This change also fixes the socat example; the file I pipe to it now completely transits the server. And just for completeness, I confirmed that your nc example also completes successfully.

I think what we're seeing here is a bad interaction between IO buffers (at either the JVM or kernel level) and the poll call used for IO select here. On the server side, it seems the poll for read is not seeing data left "on the wire" after a subsequent read event has fired. As a result, we eventually end up with some number of bytes "in limbo" and no poll events left to trigger the server to read those bytes. I don't think this constitutes a bug in jnr-unixsocket, since select, read, and write all just bottom out in the system's poll, read, and write native calls.

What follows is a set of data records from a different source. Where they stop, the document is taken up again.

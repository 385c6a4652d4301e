// Copyright Kamu Data, Inc. and contributors. All rights reserved.
//
// Use of this software is governed by the Business Source License
// included in the LICENSE file.
//
// As of the Change Date specified in that file, in accordance with
// the Business Source License, use of this software will be governed
// by the Apache License, Version 2.0.

use std::sync::Arc;

use async_utils::OperationContext;
use dill::Catalog;
use futures::future::join_all;
use kamu_resource_versions::*;
use kamu_resource_versions_services::{DocumentStoreResourceRepository, ResourceVersionRecordStore};
use pretty_assertions::assert_eq;

use crate::helpers::RecordingEffect;

////////////////////////////////////////////////////////////////////////////////////////////////////////////////////////

pub async fn test_absent_resource_version(catalog: &Catalog) {
    let harness = ResourceRepositoryTestSuiteHarness::new(catalog);

    assert_eq!(harness.version_of(b"R1").await, None);
}

////////////////////////////////////////////////////////////////////////////////////////////////////////////////////////

pub async fn test_create_if_absent(catalog: &Catalog) {
    let harness = ResourceRepositoryTestSuiteHarness::new(catalog);

    assert!(harness.update(b"R1", b"", b"v1").await);
    assert_eq!(harness.version_of(b"R1").await, Some(b"v1".to_vec()));
}

////////////////////////////////////////////////////////////////////////////////////////////////////////////////////////

pub async fn test_duplicate_create_rejected(catalog: &Catalog) {
    let harness = ResourceRepositoryTestSuiteHarness::new(catalog);

    assert!(harness.update(b"R1", b"", b"v1").await);
    assert!(!harness.update(b"R1", b"", b"v1-duplicate").await);

    assert_eq!(harness.version_of(b"R1").await, Some(b"v1".to_vec()));
}

////////////////////////////////////////////////////////////////////////////////////////////////////////////////////////

pub async fn test_conditional_update(catalog: &Catalog) {
    let harness = ResourceRepositoryTestSuiteHarness::new(catalog);

    assert!(harness.update(b"R1", b"", b"v1").await);
    assert!(harness.update(b"R1", b"v1", b"v2").await);
    assert!(harness.update(b"R1", b"v2", b"v3").await);

    assert_eq!(harness.version_of(b"R1").await, Some(b"v3".to_vec()));
}

////////////////////////////////////////////////////////////////////////////////////////////////////////////////////////

pub async fn test_stale_update_rejected(catalog: &Catalog) {
    let harness = ResourceRepositoryTestSuiteHarness::new(catalog);

    // Nothing to update yet
    assert!(!harness.update(b"R1", b"v1", b"v2").await);
    assert_eq!(harness.version_of(b"R1").await, None);

    assert!(harness.update(b"R1", b"", b"v1").await);
    assert!(harness.update(b"R1", b"v1", b"v2").await);

    assert!(!harness.update(b"R1", b"v1", b"v3").await);
    assert_eq!(harness.version_of(b"R1").await, Some(b"v2".to_vec()));
}

////////////////////////////////////////////////////////////////////////////////////////////////////////////////////////

pub async fn test_delete_resource(catalog: &Catalog) {
    let harness = ResourceRepositoryTestSuiteHarness::new(catalog);

    assert!(harness.update(b"R1", b"", b"v1").await);
    assert!(harness.update(b"R2", b"", b"v1").await);

    harness.delete(b"R1").await;
    assert_eq!(harness.version_of(b"R1").await, None);
    assert_eq!(harness.version_of(b"R2").await, Some(b"v1".to_vec()));

    // Idempotent
    harness.delete(b"R1").await;
    assert_eq!(harness.version_of(b"R1").await, None);

    // Deleted resources start over
    assert!(!harness.update(b"R1", b"v1", b"v2").await);
    assert!(harness.update(b"R1", b"", b"v1").await);
}

pub async fn test_delete_unknown_resource(catalog: &Catalog) {
    let harness = ResourceRepositoryTestSuiteHarness::new(catalog);

    harness.delete(b"never-seen").await;
    assert_eq!(harness.version_of(b"never-seen").await, None);
}

////////////////////////////////////////////////////////////////////////////////////////////////////////////////////////

pub async fn test_store_resource_version_unconditionally(catalog: &Catalog) {
    let harness = ResourceRepositoryTestSuiteHarness::new(catalog);
    let ctx = OperationContext::background();

    harness
        .repo
        .store_resource_version(&ctx, b"R1", b"v5")
        .await
        .unwrap();
    assert_eq!(harness.version_of(b"R1").await, Some(b"v5".to_vec()));

    // Going backwards is allowed as well
    harness
        .repo
        .store_resource_version(&ctx, b"R1", b"v1")
        .await
        .unwrap();
    assert_eq!(harness.version_of(b"R1").await, Some(b"v1".to_vec()));

    assert!(harness.update(b"R1", b"v1", b"v2").await);
}

////////////////////////////////////////////////////////////////////////////////////////////////////////////////////////

pub async fn test_resource_ids_are_opaque(catalog: &Catalog) {
    let harness = ResourceRepositoryTestSuiteHarness::new(catalog);

    let binary_id: &[u8] = &[0x00, 0xff, 0xfe, 0x80];
    let empty_id: &[u8] = b"";

    assert!(harness.update(binary_id, b"", &[0xde, 0xad]).await);
    assert!(harness.update(empty_id, b"", b"v-empty").await);

    assert_eq!(harness.version_of(binary_id).await, Some(vec![0xde, 0xad]));
    assert_eq!(harness.version_of(empty_id).await, Some(b"v-empty".to_vec()));

    // Case and whitespace are significant
    assert_eq!(harness.version_of(b"r1").await, None);
    assert!(harness.update(b"R1", b"", b"upper").await);
    assert!(harness.update(b"r1", b"", b"lower").await);
    assert!(harness.update(b"R1 ", b"", b"padded").await);

    assert_eq!(harness.version_of(b"R1").await, Some(b"upper".to_vec()));
    assert_eq!(harness.version_of(b"r1").await, Some(b"lower".to_vec()));
}

////////////////////////////////////////////////////////////////////////////////////////////////////////////////////////

pub async fn test_handler_isolation(catalog: &Catalog) {
    let harness = ResourceRepositoryTestSuiteHarness::new(catalog);
    let other_repo = harness.repo_for_handler("<other-projection-key>");
    let ctx = OperationContext::background();

    assert!(harness.update(b"R1", b"", b"v1").await);

    assert_eq!(other_repo.resource_version(&ctx, b"R1").await.unwrap(), None);
    assert!(
        other_repo
            .update_resource_version(&ctx, b"R1", b"", b"other-v1")
            .await
            .unwrap()
    );

    other_repo.delete_resource(&ctx, b"R1").await.unwrap();

    assert_eq!(harness.version_of(b"R1").await, Some(b"v1".to_vec()));
    assert_eq!(other_repo.resource_version(&ctx, b"R1").await.unwrap(), None);
}

////////////////////////////////////////////////////////////////////////////////////////////////////////////////////////

pub async fn test_effect_error_short_circuits(catalog: &Catalog) {
    let harness = ResourceRepositoryTestSuiteHarness::new(catalog);
    let ctx = OperationContext::background();

    assert!(harness.update(b"R1", b"", b"v1").await);

    let effect = RecordingEffect::failing("projection write rejected");
    let res = harness
        .repo
        .update_resource_version_with_effect(&ctx, b"R1", b"v1", b"v2", &effect)
        .await;

    let Err(UpdateResourceVersionWithEffectError::Effect(e)) = res else {
        panic!("Expected effect error, got: {res:?}");
    };
    assert!(
        e.reason().contains("projection write rejected"),
        "{}",
        e.reason()
    );
    assert_eq!(effect.num_calls(), 1);

    assert_eq!(harness.version_of(b"R1").await, Some(b"v1".to_vec()));
}

////////////////////////////////////////////////////////////////////////////////////////////////////////////////////////

pub async fn test_declined_effect_keeps_version(catalog: &Catalog) {
    let harness = ResourceRepositoryTestSuiteHarness::new(catalog);
    let ctx = OperationContext::background();

    let effect = RecordingEffect::declining();
    let updated = harness
        .repo
        .update_resource_version_with_effect(&ctx, b"R1", b"", b"v1", &effect)
        .await
        .unwrap();

    assert!(!updated);
    assert_eq!(effect.num_calls(), 1);
    assert_eq!(harness.version_of(b"R1").await, None);
}

////////////////////////////////////////////////////////////////////////////////////////////////////////////////////////

pub async fn test_effect_then_version_update(catalog: &Catalog) {
    let harness = ResourceRepositoryTestSuiteHarness::new(catalog);
    let ctx = OperationContext::background();

    let effect = RecordingEffect::proceeding();

    assert!(
        harness
            .repo
            .update_resource_version_with_effect(&ctx, b"R1", b"", b"v1", &effect)
            .await
            .unwrap()
    );
    assert!(
        harness
            .repo
            .update_resource_version_with_effect(&ctx, b"R1", b"v1", b"v2", &effect)
            .await
            .unwrap()
    );

    assert_eq!(effect.num_calls(), 2);
    assert_eq!(harness.version_of(b"R1").await, Some(b"v2".to_vec()));
}

////////////////////////////////////////////////////////////////////////////////////////////////////////////////////////

pub async fn test_effect_kept_when_version_update_loses(catalog: &Catalog) {
    let harness = ResourceRepositoryTestSuiteHarness::new(catalog);
    let ctx = OperationContext::background();

    assert!(harness.update(b"R1", b"", b"v1").await);
    assert!(harness.update(b"R1", b"v1", b"v2").await);

    // Replay of an already processed event
    let effect = RecordingEffect::proceeding();
    let updated = harness
        .repo
        .update_resource_version_with_effect(&ctx, b"R1", b"v1", b"v2", &effect)
        .await
        .unwrap();

    assert!(!updated);
    assert_eq!(effect.num_calls(), 1);
    assert_eq!(harness.version_of(b"R1").await, Some(b"v2".to_vec()));
}

////////////////////////////////////////////////////////////////////////////////////////////////////////////////////////

/// Writers only overlap when the backend completes writes asynchronously,
/// harnesses of backends that finish a write within one poll have to slow
/// task completion down
pub async fn test_concurrent_updates_single_winner(catalog: &Catalog) {
    const NUM_WRITERS: usize = 8;

    let harness = ResourceRepositoryTestSuiteHarness::new(catalog);
    let ctx = OperationContext::background();

    assert!(harness.update(b"R1", b"", b"v1").await);

    let new_versions: Vec<Vec<u8>> = (0..NUM_WRITERS)
        .map(|i| format!("v2-{i}").into_bytes())
        .collect();

    let results = join_all(new_versions.iter().map(|new_version| {
        harness
            .repo
            .update_resource_version(&ctx, b"R1", b"v1", new_version)
    }))
    .await;

    let winners: Vec<&Vec<u8>> = results
        .into_iter()
        .zip(new_versions.iter())
        .filter_map(|(res, new_version)| res.unwrap().then_some(new_version))
        .collect();

    assert_eq!(winners.len(), 1, "winners: {winners:?}");
    assert_eq!(harness.version_of(b"R1").await, Some(winners[0].clone()));
}

////////////////////////////////////////////////////////////////////////////////////////////////////////////////////////
// Harness
////////////////////////////////////////////////////////////////////////////////////////////////////////////////////////

struct ResourceRepositoryTestSuiteHarness {
    repo: Arc<dyn ResourceRepository>,
    document_store: Arc<dyn VersionDocumentStore>,
    task_completion_waiter: Arc<dyn TaskCompletionWaiter>,
    config: Arc<ResourceRepositoryConfig>,
}

impl ResourceRepositoryTestSuiteHarness {
    fn new(catalog: &Catalog) -> Self {
        Self {
            repo: catalog.get_one().unwrap(),
            document_store: catalog.get_one().unwrap(),
            task_completion_waiter: catalog.get_one().unwrap(),
            config: catalog.get_one().unwrap(),
        }
    }

    /// Repository of another handler sharing the same document store and index
    fn repo_for_handler(&self, handler_key: &str) -> Arc<dyn ResourceRepository> {
        let config = ResourceRepositoryConfig {
            handler_key: HandlerKey::new(handler_key),
            ..self.config.as_ref().clone()
        };

        let record_store = ResourceVersionRecordStore::new(
            self.document_store.clone(),
            self.task_completion_waiter.clone(),
            Arc::new(config),
        );

        Arc::new(DocumentStoreResourceRepository::new(Arc::new(record_store)))
    }

    async fn version_of(&self, resource_id: &[u8]) -> Option<Vec<u8>> {
        self.repo
            .resource_version(&OperationContext::background(), resource_id)
            .await
            .unwrap()
    }

    async fn update(&self, resource_id: &[u8], current_version: &[u8], new_version: &[u8]) -> bool {
        self.repo
            .update_resource_version(
                &OperationContext::background(),
                resource_id,
                current_version,
                new_version,
            )
            .await
            .unwrap()
    }

    async fn delete(&self, resource_id: &[u8]) {
        self.repo
            .delete_resource(&OperationContext::background(), resource_id)
            .await
            .unwrap();
    }
}

////////////////////////////////////////////////////////////////////////////////////////////////////////////////////////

It's possible that we're not configuring the buffering for the unix domain socket file descriptor properly, but we would need to research that. We're not doing anything unusual when setting it up, so I would expect the basic unix socket to work properly with poll.

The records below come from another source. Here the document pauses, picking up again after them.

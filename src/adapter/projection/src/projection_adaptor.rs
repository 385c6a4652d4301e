// Copyright Kamu Data, Inc. and contributors. All rights reserved.
//
// Use of this software is governed by the Business Source License
// included in the LICENSE file.
//
// As of the Change Date specified in that file, in accordance with
// the Business Source License, use of this software will be governed
// by the Apache License, Version 2.0.

use std::marker::PhantomData;
use std::sync::Arc;

use async_utils::{ContextError, OperationContext};
use internal_error::InternalError;
use kamu_resource_versions::*;
use thiserror::Error;

use crate::ProjectionMessageHandler;

////////////////////////////////////////////////////////////////////////////////////////////////////////////////////////

/// Drives a [`ProjectionMessageHandler`] with optimistic concurrency control
/// on resource versions.
///
/// Each handled event must move its resource from the version the event was
/// produced from to the next one. `false` results tell the caller the event
/// is stale or a duplicate and can be skipped.
pub struct ProjectionAdaptor<E, H> {
    resource_repository: Arc<dyn ResourceRepository>,
    handler: Arc<H>,
    _event: PhantomData<fn(&E)>,
}

impl<E, H> ProjectionAdaptor<E, H>
where
    E: Send + Sync,
    H: ProjectionMessageHandler<E>,
{
    pub fn new(resource_repository: Arc<dyn ResourceRepository>, handler: Arc<H>) -> Self {
        Self {
            resource_repository,
            handler,
            _event: PhantomData,
        }
    }

    pub fn handler(&self) -> &Arc<H> {
        &self.handler
    }

    /// Applies `event` to the projection and moves the resource from
    /// `current_version` to `next_version`.
    ///
    /// The handler runs first. Returns `false` when the version update is
    /// rejected afterwards: the handler's changes are kept and the event is
    /// expected to be replayed.
    #[tracing::instrument(level = "debug", skip_all)]
    pub async fn handle_event(
        &self,
        ctx: &OperationContext,
        resource_id: &[u8],
        current_version: &[u8],
        next_version: &[u8],
        event: &E,
    ) -> Result<bool, HandleEventError> {
        let effect = HandleEventEffect {
            handler: self.handler.as_ref(),
            resource_id,
            event,
        };

        let updated = self
            .resource_repository
            .update_resource_version_with_effect(
                ctx,
                resource_id,
                current_version,
                next_version,
                &effect,
            )
            .await?;

        if !updated {
            tracing::debug!("Event skipped or resource version moved concurrently");
        }

        Ok(updated)
    }

    pub async fn resource_version(
        &self,
        ctx: &OperationContext,
        resource_id: &[u8],
    ) -> Result<Option<Vec<u8>>, GetResourceVersionError> {
        self.resource_repository
            .resource_version(ctx, resource_id)
            .await
    }

    /// Forgets the resource, no further events are expected for it
    #[tracing::instrument(level = "debug", skip_all)]
    pub async fn close_resource(
        &self,
        ctx: &OperationContext,
        resource_id: &[u8],
    ) -> Result<(), ResourceVersionWriteError> {
        self.resource_repository
            .delete_resource(ctx, resource_id)
            .await
    }

    #[tracing::instrument(level = "debug", skip_all)]
    pub async fn compact(&self, ctx: &OperationContext) -> Result<(), CompactError> {
        ctx.run(self.handler.compact(ctx))
            .await?
            .map_err(CompactError::Handler)
    }

    pub fn resource_repository(&self) -> Arc<dyn ResourceRepository> {
        self.resource_repository.clone()
    }
}

////////////////////////////////////////////////////////////////////////////////////////////////////////////////////////

struct HandleEventEffect<'a, E, H> {
    handler: &'a H,
    resource_id: &'a [u8],
    event: &'a E,
}

#[async_trait::async_trait]
impl<E, H> ResourceVersionEffect for HandleEventEffect<'_, E, H>
where
    E: Send + Sync,
    H: ProjectionMessageHandler<E>,
{
    async fn apply(&self, ctx: &OperationContext) -> Result<bool, InternalError> {
        self.handler
            .handle_event(ctx, self.resource_id, self.event)
            .await?;

        Ok(true)
    }
}

////////////////////////////////////////////////////////////////////////////////////////////////////////////////////////
// Errors
////////////////////////////////////////////////////////////////////////////////////////////////////////////////////////

#[derive(Error, Debug)]
pub enum HandleEventError {
    /// Failure of the application's handler, the event should be redelivered
    #[error(transparent)]
    Handler(InternalError),

    #[error(transparent)]
    ResourceVersion(ResourceVersionWriteError),
}

impl From<UpdateResourceVersionWithEffectError> for HandleEventError {
    fn from(value: UpdateResourceVersionWithEffectError) -> Self {
        match value {
            UpdateResourceVersionWithEffectError::Effect(e) => Self::Handler(e),
            UpdateResourceVersionWithEffectError::Write(e) => Self::ResourceVersion(e),
        }
    }
}

#[derive(Error, Debug)]
pub enum CompactError {
    #[error(transparent)]
    Handler(InternalError),

    #[error(transparent)]
    Cancelled(#[from] ContextError),
}

////////////////////////////////////////////////////////////////////////////////////////////////////////////////////////
// Copyright Kamu Data, Inc. and contributors. All rights reserved.
//
// Use of this software is governed by the Business Source License
// included in the LICENSE file.
//
// As of the Change Date specified in that file, in accordance with
// the Business Source License, use of this software will be governed
// by the Apache License, Version 2.0.

////////////////////////////////////////////////////////////////////////////////////////////////////////////////////////

/// Condition a backend checks at the moment it applies a write.
///
/// Backends serialize writes per document, so evaluating the condition at
/// apply time makes concurrent conditional writes to the same document
/// mutually exclusive. A write whose condition does not hold fails its task
/// with [`crate::TaskErrorKind::PreconditionFailed`].
#[derive(Debug, Clone, PartialEq, Eq, Default)]
pub enum WritePrecondition {
    #[default]
    None,
    /// Document must not exist yet
    Absent,
    /// Document must exist and carry exactly this version
    VersionEquals(Vec<u8>),
}

impl WritePrecondition {
    pub fn is_unconditional(&self) -> bool {
        matches!(self, Self::None)
    }

    pub fn holds_for(&self, current_version: Option<&[u8]>) -> bool {
        match self {
            Self::None => true,
            Self::Absent => current_version.is_none(),
            Self::VersionEquals(expected) => current_version == Some(expected.as_slice()),
        }
    }
}

////////////////////////////////////////////////////////////////////////////////////////////////////////////////////////
// Copyright Kamu Data, Inc. and contributors. All rights reserved.
//
// Use of this software is governed by the Business Source License
// included in the LICENSE file.
//
// As of the Change Date specified in that file, in accordance with
// the Business Source License, use of this software will be governed
// by the Apache License, Version 2.0.

use async_utils::{ContextError, OperationContext};
use internal_error::InternalError;
use thiserror::Error;

use crate::{EnqueuedTask, TaskError, TaskUid};

////////////////////////////////////////////////////////////////////////////////////////////////////////////////////////

/// Blocks until an asynchronous mutation reaches a terminal status.
///
/// This is the only place where task handles are polled: every mutation path
/// of the repository goes through it.
#[cfg_attr(feature = "testing", mockall::automock)]
#[async_trait::async_trait]
pub trait TaskCompletionWaiter: Send + Sync {
    async fn wait_for_task(
        &self,
        ctx: &OperationContext,
        task: EnqueuedTask,
    ) -> Result<(), WaitForTaskError>;
}

////////////////////////////////////////////////////////////////////////////////////////////////////////////////////////
// Errors
////////////////////////////////////////////////////////////////////////////////////////////////////////////////////////

#[derive(Error, Debug)]
pub enum WaitForTaskError {
    #[error(transparent)]
    TaskFailed(#[from] TaskFailedError),

    #[error(transparent)]
    Cancelled(#[from] ContextError),

    #[error(transparent)]
    Internal(#[from] InternalError),
}

#[derive(Error, Debug, Clone, PartialEq, Eq)]
#[error("Task {task_uid} failed: {error}")]
pub struct TaskFailedError {
    pub task_uid: TaskUid,
    pub error: TaskError,
}

impl TaskFailedError {
    pub fn is_precondition_failed(&self) -> bool {
        self.error.is_precondition_failed()
    }
}

////////////////////////////////////////////////////////////////////////////////////////////////////////////////////////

I will commit this change to UnixServer for you to test. I am not entirely satisfied with this as a "solution" so perhaps you can help me figure out why we're seeing this buffering behavior?

headius commented 4 years ago

With the UnixServer working properly now on Darwin, I'm going to close this issue.

From discussions and articles online, it appears this may be just one of the "quirks" of using poll across platforms. It does not appear that additional POLL_IN events get triggered for unread data that happens to be lying around in a kernel buffer, so code that responds to a READ select should attempt to read as much data as is available before doing another select.

headius commented 4 years ago

Releasing today in 0.29.